> [HOW TO COMPLETE THIS TASK]:
Which lines in the data below contain the word "false"? Copy each of them.

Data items
================

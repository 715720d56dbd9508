//! Zone definitions, validation, and point-in-polygon geometry

use crate::ZoneError;
use serde::{Deserialize, Serialize};
use std::collections::HashSet;

/// Zone shape kind. Only polygons are supported.
#[derive(Debug, Clone, Copy, PartialEq, Eq, Serialize, Deserialize)]
#[serde(rename_all = "lowercase")]
pub enum ZoneKind {
    Polygon,
}

/// A user-defined detection zone.
///
/// Immutable once detection starts for a run; editing happens by replacing
/// the whole zone set, which re-initializes all per-zone state.
#[derive(Debug, Clone, Serialize, Deserialize)]
#[serde(deny_unknown_fields)]
pub struct ZoneDef {
    /// Unique caller-assigned identifier
    pub id: String,
    #[serde(rename = "type")]
    pub kind: ZoneKind,
    /// Ordered polygon vertices (x, y) in frame pixel coordinates
    pub points: Vec<[i32; 2]>,
    #[serde(default)]
    pub description: String,
    #[serde(default = "default_enabled")]
    pub enabled: bool,
}

fn default_enabled() -> bool {
    true
}

impl ZoneDef {
    /// Create a polygon zone
    pub fn polygon(id: impl Into<String>, points: Vec<[i32; 2]>) -> Self {
        Self {
            id: id.into(),
            kind: ZoneKind::Polygon,
            points,
            description: String::new(),
            enabled: true,
        }
    }

    /// Validate this zone. Malformed polygons are rejected here, at
    /// registration time, never inside the containment test.
    pub fn validate(&self) -> Result<(), ZoneError> {
        if self.points.len() < 3 {
            return Err(ZoneError::TooFewPoints {
                id: self.id.clone(),
                count: self.points.len(),
            });
        }
        Ok(())
    }

    /// Test whether a point lies inside the zone polygon.
    ///
    /// Ray-casting with an explicit on-edge check first: points exactly on a
    /// boundary edge count as inside (non-strict test).
    pub fn contains(&self, x: f32, y: f32) -> bool {
        polygon_contains(&self.points, x as f64, y as f64)
    }
}

/// Parse a zone set from its JSON definition format
pub fn parse_zone_set(json: &str) -> Result<Vec<ZoneDef>, ZoneError> {
    let zones: Vec<ZoneDef> = serde_json::from_str(json)?;
    validate_zone_set(&zones)?;
    Ok(zones)
}

/// Validate a whole zone set: every polygon well-formed, ids unique.
pub fn validate_zone_set(zones: &[ZoneDef]) -> Result<(), ZoneError> {
    if zones.is_empty() {
        return Err(ZoneError::EmptyZoneSet);
    }
    let mut seen = HashSet::new();
    for zone in zones {
        zone.validate()?;
        if !seen.insert(zone.id.as_str()) {
            return Err(ZoneError::DuplicateId(zone.id.clone()));
        }
    }
    Ok(())
}

/// Boundary-inclusive point-in-polygon test
fn polygon_contains(points: &[[i32; 2]], px: f64, py: f64) -> bool {
    let n = points.len();
    if n < 3 {
        return false;
    }

    let mut inside = false;
    let mut j = n - 1;
    for i in 0..n {
        let (xi, yi) = (points[i][0] as f64, points[i][1] as f64);
        let (xj, yj) = (points[j][0] as f64, points[j][1] as f64);

        if on_segment(px, py, xi, yi, xj, yj) {
            return true;
        }

        if (yi > py) != (yj > py) {
            let x_cross = (xj - xi) * (py - yi) / (yj - yi) + xi;
            if px < x_cross {
                inside = !inside;
            }
        }
        j = i;
    }
    inside
}

const EDGE_EPS: f64 = 1e-9;

fn on_segment(px: f64, py: f64, x1: f64, y1: f64, x2: f64, y2: f64) -> bool {
    let cross = (x2 - x1) * (py - y1) - (y2 - y1) * (px - x1);
    if cross.abs() > EDGE_EPS * ((x2 - x1).abs() + (y2 - y1).abs()).max(1.0) {
        return false;
    }
    px >= x1.min(x2) - EDGE_EPS
        && px <= x1.max(x2) + EDGE_EPS
        && py >= y1.min(y2) - EDGE_EPS
        && py <= y1.max(y2) + EDGE_EPS
}

/// Create four quadrant zones covering the frame with a margin
pub fn create_quadrant_zones(frame_width: i32, frame_height: i32, margin: i32) -> Vec<ZoneDef> {
    create_grid_zones(frame_width, frame_height, 2, 2, margin)
}

/// Create a rows x cols grid of rectangular polygon zones with a margin
pub fn create_grid_zones(
    frame_width: i32,
    frame_height: i32,
    rows: u32,
    cols: u32,
    margin: i32,
) -> Vec<ZoneDef> {
    let usable_w = frame_width - 2 * margin;
    let usable_h = frame_height - 2 * margin;
    let cell_w = usable_w / cols as i32;
    let cell_h = usable_h / rows as i32;

    let mut zones = Vec::with_capacity((rows * cols) as usize);
    for row in 0..rows as i32 {
        for col in 0..cols as i32 {
            let x1 = margin + col * cell_w;
            let y1 = margin + row * cell_h;
            let x2 = x1 + cell_w;
            let y2 = y1 + cell_h;
            let index = row * cols as i32 + col + 1;
            let mut zone = ZoneDef::polygon(
                format!("zone_{index}"),
                vec![[x1, y1], [x2, y1], [x2, y2], [x1, y2]],
            );
            zone.description = format!("Grid cell {index} (row {}, col {})", row + 1, col + 1);
            zones.push(zone);
        }
    }
    zones
}
//! Capture source trait

use crate::{CaptureError, VideoFrame};

/// A source of video frames owned by the detection loop.
///
/// Implementations are expected to block in `read_frame` until a frame is
/// available. `Ok(None)` signals end-of-stream and terminates the loop
/// cleanly; `Err` is reserved for device faults.
///
/// Construction is the "open" step: a source that cannot reach its device
/// must fail at construction time so session start can report it
/// synchronously.
pub trait FrameSource: Send {
    /// Read the next frame, blocking until one is available.
    fn read_frame(&mut self) -> Result<Option<VideoFrame>, CaptureError>;

    /// Human-readable identifier for logs (device path, URL, ...)
    fn describe(&self) -> String {
        "unnamed source".to_string()
    }
}
//! Engine configuration

use crate::EngineError;
use dispatch::DispatcherConfig;
use face_signals::SignalConfig;
use serde::{Deserialize, Serialize};
use std::path::Path;
use std::time::Duration;

/// Detection engine configuration.
///
/// Immutable for the lifetime of a session; changing anything means stopping
/// the session and starting a new one.
#[derive(Debug, Clone, Serialize, Deserialize)]
#[serde(deny_unknown_fields, default)]
pub struct EngineConfig {
    /// Seconds between inference passes. Frames between passes reuse the
    /// previous detections for display.
    pub detection_interval_seconds: f64,
    /// Continuous occupancy required before a zone is confirmed present
    pub presence_threshold_seconds: u64,
    /// Continuous vacancy required before a zone is confirmed absent
    pub absence_threshold_seconds: u64,
    /// Minimum detection confidence; detections below it are discarded
    pub confidence_threshold: f32,
    /// Run landmark-based face analysis on detected persons
    pub enable_face_analysis: bool,
    /// Restrict face analysis to persons whose center lies inside a zone
    pub face_analysis_roi_only: bool,
    /// Smoothed EAR above this means eyes open
    pub ear_threshold: f32,
    /// Smoothed MAR above this means speaking
    pub mar_speak_threshold: f32,
    /// Smoothed MAR above this means mouth wide open
    pub mar_open_threshold: f32,
    /// Lower-face mask-color pixel fraction above this flags a device
    pub ventilator_detection_threshold: f32,
    /// Webhook endpoint URL; `None` disables outbound notifications
    pub webhook_endpoint: Option<String>,
    /// Minimum seconds between sad-expression notifications per zone
    pub sad_expression_cooldown_seconds: u64,
    /// JPEG quality for streamed frames
    pub jpeg_quality: u8,
}

impl Default for EngineConfig {
    fn default() -> Self {
        Self {
            detection_interval_seconds: 1.0,
            presence_threshold_seconds: 5,
            absence_threshold_seconds: 3,
            confidence_threshold: 0.5,
            enable_face_analysis: false,
            face_analysis_roi_only: false,
            ear_threshold: 0.21,
            mar_speak_threshold: 0.3,
            mar_open_threshold: 0.5,
            ventilator_detection_threshold: 0.3,
            webhook_endpoint: None,
            sad_expression_cooldown_seconds: 10,
            jpeg_quality: 80,
        }
    }
}

impl EngineConfig {
    /// Load configuration from a file, with `ZONEWATCH_`-prefixed
    /// environment variables overriding file values.
    pub fn from_file(path: &Path) -> Result<Self, EngineError> {
        let settings = config::Config::builder()
            .add_source(config::File::from(path))
            .add_source(config::Environment::with_prefix("ZONEWATCH"))
            .build()?;
        let cfg: Self = settings.try_deserialize()?;
        cfg.validate()?;
        Ok(cfg)
    }

    /// Reject configurations that would make the loop or the state
    /// machines misbehave.
    pub fn validate(&self) -> Result<(), EngineError> {
        if !self.detection_interval_seconds.is_finite() || self.detection_interval_seconds <= 0.0 {
            return Err(EngineError::Config(
                "detection_interval_seconds must be positive".to_string(),
            ));
        }
        if !(0.0..=1.0).contains(&self.confidence_threshold) {
            return Err(EngineError::Config(
                "confidence_threshold must be within [0, 1]".to_string(),
            ));
        }
        if self.ear_threshold <= 0.0 {
            return Err(EngineError::Config(
                "ear_threshold must be positive".to_string(),
            ));
        }
        if self.mar_speak_threshold >= self.mar_open_threshold {
            return Err(EngineError::Config(
                "mar_speak_threshold must be below mar_open_threshold".to_string(),
            ));
        }
        if !(0.0..=1.0).contains(&self.ventilator_detection_threshold) {
            return Err(EngineError::Config(
                "ventilator_detection_threshold must be within [0, 1]".to_string(),
            ));
        }
        Ok(())
    }

    pub fn detection_interval(&self) -> Duration {
        Duration::from_secs_f64(self.detection_interval_seconds)
    }

    pub fn presence_threshold(&self) -> Duration {
        Duration::from_secs(self.presence_threshold_seconds)
    }

    pub fn absence_threshold(&self) -> Duration {
        Duration::from_secs(self.absence_threshold_seconds)
    }

    pub fn signal_config(&self) -> SignalConfig {
        SignalConfig {
            ear_threshold: self.ear_threshold,
            mar_speak_threshold: self.mar_speak_threshold,
            mar_open_threshold: self.mar_open_threshold,
            ventilator_threshold: self.ventilator_detection_threshold,
        }
    }

    pub fn dispatcher_config(&self) -> DispatcherConfig {
        DispatcherConfig {
            endpoint: self.webhook_endpoint.clone(),
            signal_cooldown: Duration::from_secs(self.sad_expression_cooldown_seconds),
            ..DispatcherConfig::default()
        }
    }
}

#[cfg(test)]
mod tests {
    use super::*;

    #[test]
    fn test_defaults() {
        let cfg = EngineConfig::default();
        assert_eq!(cfg.detection_interval_seconds, 1.0);
        assert_eq!(cfg.presence_threshold_seconds, 5);
        assert_eq!(cfg.absence_threshold_seconds, 3);
        assert_eq!(cfg.confidence_threshold, 0.5);
        assert!(!cfg.enable_face_analysis);
        assert!(cfg.webhook_endpoint.is_none());
        assert!(cfg.validate().is_ok());
    }

    #[test]
    fn test_rejects_zero_interval() {
        let cfg = EngineConfig {
            detection_interval_seconds: 0.0,
            ..EngineConfig::default()
        };
        assert!(cfg.validate().is_err());
    }

    #[test]
    fn test_rejects_out_of_range_confidence() {
        let cfg = EngineConfig {
            confidence_threshold: 1.5,
            ..EngineConfig::default()
        };
        assert!(cfg.validate().is_err());
    }

    #[test]
    fn test_rejects_inverted_mar_thresholds() {
        let cfg = EngineConfig {
            mar_speak_threshold: 0.6,
            mar_open_threshold: 0.5,
            ..EngineConfig::default()
        };
        assert!(cfg.validate().is_err());
    }

    #[test]
    fn test_rejects_unknown_fields() {
        let result: Result<EngineConfig, _> =
            serde_json::from_str(r#"{"detection_interval": 1.0}"#);
        assert!(result.is_err());
    }

    #[test]
    fn test_partial_json_fills_defaults() {
        let cfg: EngineConfig =
            serde_json::from_str(r#"{"detection_interval_seconds": 0.5}"#).unwrap();
        assert_eq!(cfg.detection_interval_seconds, 0.5);
        assert_eq!(cfg.presence_threshold_seconds, 5);
    }

    #[test]
    fn test_dispatcher_config_carries_cooldown() {
        let cfg = EngineConfig {
            webhook_endpoint: Some("http://localhost:9000/hook".to_string()),
            sad_expression_cooldown_seconds: 20,
            ..EngineConfig::default()
        };
        let dc = cfg.dispatcher_config();
        assert_eq!(dc.endpoint.as_deref(), Some("http://localhost:9000/hook"));
        assert_eq!(dc.signal_cooldown, Duration::from_secs(20));
    }
}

================

> [ANSWER SPACE]:
        return false;
    let mut inside = false;
        return false;
            enable_face_analysis: false,
            face_analysis_roi_only: false,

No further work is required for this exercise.